The Benefit of the Doubt + Complacency
You know, whoever said that giving someone the benefit of the doubt when you’re upset and you think you have a good reason to be is either an idiot, or a liar. It is a choice in every moment what you think of another person, and an active choice to forgive. You have to allow yourself to not believe in snap judgments.
“I am going to choose to believe that this was not his/her intention. I will choose to accept that I do not know all the details of this situation, and even if I did, I am just as guilty of making the same or similar mistakes. I will choose to still be kind, still be respectful, still try to be classy, and trust that God will resolve this situation without my ego. I trust that whatever wrong was done, if it has been done, was forgiven by Jesus on the cross. And I trust that in knowing my imperfections, I will be better able to love others, who are also imperfect.”
That is what it looks like for me. I am trying to get back in the habit of doing this. I can’t remember doing this in a way that I maintained for a longer period of time, and I can’t remember at what period in my life I first started or stopped. Nonetheless, it’s powerful to realize you are upset, and in that moment, decide to forgive. To not postpone it. To not base it on other people’s actions, which you do not control. If you are supposed to forgive, you need to do it today, and regardless of anyone else’s decisions. You are responsible for your own conduct, and you cannot control anyone else’s, no matter what duties or responsibilities you may have assumed. It is fair to give others the benefit of the doubt if you are a Christian, because you are merely recognizing that you are in no place to count them as worse than yourself; you are equal and equally stupid for even thinking about arguing. If you have the option to live in peace or to cause a problem, you are an idiot for staring problems that you can’t unravel. You are an idiot for complicating other people’s lives with your drama. And if you are an idiot, then I am an idiot, and often, I can be. I am wrong pretty regularly, but I know that being able to freely say that and work to resolve my conflicts peacefully (if not quietly) makes me a stronger person, and someone more people want to be around. I may not have all the answers. But why not try to do a little better at something I care about, if I’m able? There is no reason I can’t still learn. There is no reason I can excuse my actions unto someone else. This is my choice, and this is my life. Enough.

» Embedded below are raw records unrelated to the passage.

//! Application state shared across handlers.

use std::sync::Arc;

use ishq_core::Catalog;

use crate::config::StorefrontConfig;
use crate::content::{ContentError, ContentStore};
use crate::middleware::SessionLocks;

/// Application state shared across all handlers.
///
/// This struct is cheaply cloneable via `Arc`. Everything behind it is
/// read-only after startup apart from the session locks; per-visitor state
/// lives in the session.
#[derive(Clone)]
pub struct AppState {
    inner: Arc<AppStateInner>,
}

struct AppStateInner {
    config: StorefrontConfig,
    catalog: Catalog,
    content: ContentStore,
    session_locks: SessionLocks,
}

impl AppState {
    /// Create the application state, loading content pages from
    /// `config.content_dir`.
    ///
    /// # Errors
    ///
    /// Returns an error if the content directory cannot be read.
    pub fn new(config: StorefrontConfig, catalog: Catalog) -> Result<Self, ContentError> {
        let content = ContentStore::load(&config.content_dir)?;
        tracing::info!(
            products = catalog.len(),
            pages = content.len(),
            "Catalog and content loaded"
        );
        Ok(Self::from_parts(config, catalog, content))
    }

    /// Assemble state from already-loaded parts.
    #[must_use]
    pub fn from_parts(config: StorefrontConfig, catalog: Catalog, content: ContentStore) -> Self {
        Self {
            inner: Arc::new(AppStateInner {
                config,
                catalog,
                content,
                session_locks: SessionLocks::default(),
            }),
        }
    }

    /// Get a reference to the storefront configuration.
    #[must_use]
    pub fn config(&self) -> &StorefrontConfig {
        &self.inner.config
    }

    /// Get a reference to the product catalog.
    #[must_use]
    pub fn catalog(&self) -> &Catalog {
        &self.inner.catalog
    }

    /// Get a reference to the content store.
    #[must_use]
    pub fn content(&self) -> &ContentStore {
        &self.inner.content
    }

    /// Get the per-session request locks.
    #[must_use]
    pub fn session_locks(&self) -> &SessionLocks {
        &self.inner.session_locks
    }
}
//! Keys accepted by `memento config get/set`

use std::fmt;
use std::str::FromStr;

use crate::domain::error::{ConfigError, UnknownConfigKeyError};
use crate::domain::recording::Duration;

use super::AppConfig;

#[derive(Debug, Clone, Copy, PartialEq, Eq)]
pub enum ConfigKey {
    ServerUrl,
    AccessToken,
    CacheDir,
    MaxDuration,
    Notify,
}

impl ConfigKey {
    /// In the order `config list` prints them
    pub const ALL: [ConfigKey; 5] = [
        Self::ServerUrl,
        Self::AccessToken,
        Self::CacheDir,
        Self::MaxDuration,
        Self::Notify,
    ];

    pub const fn name(self) -> &'static str {
        match self {
            Self::ServerUrl => "server_url",
            Self::AccessToken => "access_token",
            Self::CacheDir => "cache_dir",
            Self::MaxDuration => "max_duration",
            Self::Notify => "notify",
        }
    }

    pub const fn is_secret(self) -> bool {
        matches!(self, Self::AccessToken)
    }

    /// Raw stored value, unmasked
    pub fn get(self, config: &AppConfig) -> Option<String> {
        match self {
            Self::ServerUrl => config.server_url.clone(),
            Self::AccessToken => config.access_token.clone(),
            Self::CacheDir => config.cache_dir.clone(),
            Self::MaxDuration => config.max_duration.clone(),
            Self::Notify => config.notify.map(|on| on.to_string()),
        }
    }

    /// Validate `raw` and store its normalized form
    pub fn set(self, config: &mut AppConfig, raw: &str) -> Result<(), ConfigError> {
        let raw = raw.trim();
        let reject = |message: &str| ConfigError::ValidationError {
            key: self.name().to_string(),
            message: message.to_string(),
        };

        match self {
            Self::ServerUrl => {
                if !(raw.starts_with("http://") || raw.starts_with("https://")) {
                    return Err(reject("URL must start with http:// or https://"));
                }
                config.server_url = Some(raw.trim_end_matches('/').to_string());
            }
            Self::AccessToken | Self::CacheDir if raw.is_empty() => {
                return Err(reject("Value must not be empty"));
            }
            Self::AccessToken => config.access_token = Some(raw.to_string()),
            Self::CacheDir => config.cache_dir = Some(raw.to_string()),
            Self::MaxDuration => {
                let duration = raw.parse::<Duration>().map_err(|e| reject(&e.to_string()))?;
                config.max_duration = Some(duration.to_string());
            }
            Self::Notify => {
                let on = parse_flag(raw)
                    .ok_or_else(|| reject("Expected true/false, yes/no or 1/0"))?;
                config.notify = Some(on);
            }
        }
        Ok(())
    }
}

fn parse_flag(raw: &str) -> Option<bool> {
    const ON: [&str; 4] = ["true", "yes", "on", "1"];
    const OFF: [&str; 4] = ["false", "no", "off", "0"];

    let raw = raw.to_ascii_lowercase();
    if ON.contains(&raw.as_str()) {
        Some(true)
    } else if OFF.contains(&raw.as_str()) {
        Some(false)
    } else {
        None
    }
}

impl FromStr for ConfigKey {
    type Err = UnknownConfigKeyError;

    fn from_str(s: &str) -> Result<Self, Self::Err> {
        Self::ALL
            .into_iter()
            .find(|key| key.name() == s)
            .ok_or_else(|| UnknownConfigKeyError {
                key: s.to_string(),
            })
    }
}

impl fmt::Display for ConfigKey {
    fn fmt(&self, f: &mut fmt::Formatter<'_>) -> fmt::Result {
        f.write_str(self.name())
    }
}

I am irritated pretty often with how complacent I can get. I don’t expect perfection of myself, but dang, can I be stubborn. I resent having to devise trickier and trickier ways of calling myself out at my own idiocy when I’m being dumb. I know I need to take my own medicine, but the thing is, having high standards sucks equally for the person that holds them and the people that don’t meet them, when that includes oneself. I can do better not to judge others. I can struggle to make that happen, because it’s worth it. I do not condone complacency in myself, and I try to distance myself from it in others, just because it makes me uneasy. That isn’t meant to judge anyone, it just is. I would rather be a miserable failure who is trying her absolute best then a happy go lucky, ungrateful jerk who calls it good enough. I don’t accept that, and I don’t think God would either.
We all have choices to make, and although I can’t choose to be less wrong, I can choose to be more gracious, having been given grace. I can choose to forgive, having received forgiveness. The gifts and means I have been given are mine alone to steward; they go to waste if I do not guard them and treat them with respect. Even if I’m broke and clueless, I still have my life, and that is the greatest gift I could imagine. I am not okay with just wasting my time and energy on anything, and I hope that in whatever I do, I might do it better over time, given grace, for God’s glory and not my own. I can be pretty thick-headed, but I trust him to make up for the moments I make an idiot of myself, that is pretty frequent. It isn’t beating yourself up to know you can do better, and resolve to do it. I can, and so I should. Not everyone can. Not everyone ever realizes what they’re missing out on, to simply take themselves seriously or put effort into knowing Jesus Christ. That is all I can ask for, and nothing I deserve, so I better make dang sure I make it matter, while I’m still alive. Enough. I can spout off words all day like a faucet but if I can’t admit where I’ve failed and have honesty over that, I am a freaking idiot.
If I am sick of hypocrisy, let me be the first to decide to make an effort to reduce it. I can be kind. I can be patient. I can do my best to remember that I too am flawed. I’m sick of accepting my weakness as good enough, instead of giving it to God. I’m sick of being obnoxiously dramatic when I can simply decide to be better and say nothing, except to use fewer words when it matters, listen better, and acknowledge what good does come, most of the time. I’m so over feeling ungrateful, and even though it’s only been a couple days, that crap adds up quick. It’s getting to be too much, to merely accept where I’m at. Even at about 48 hours worth of complacency, it’s a garbage experience period. I can do better. I was made to do better. Let’s see what more can come from God’s work in my life. I trust him. Let’s go.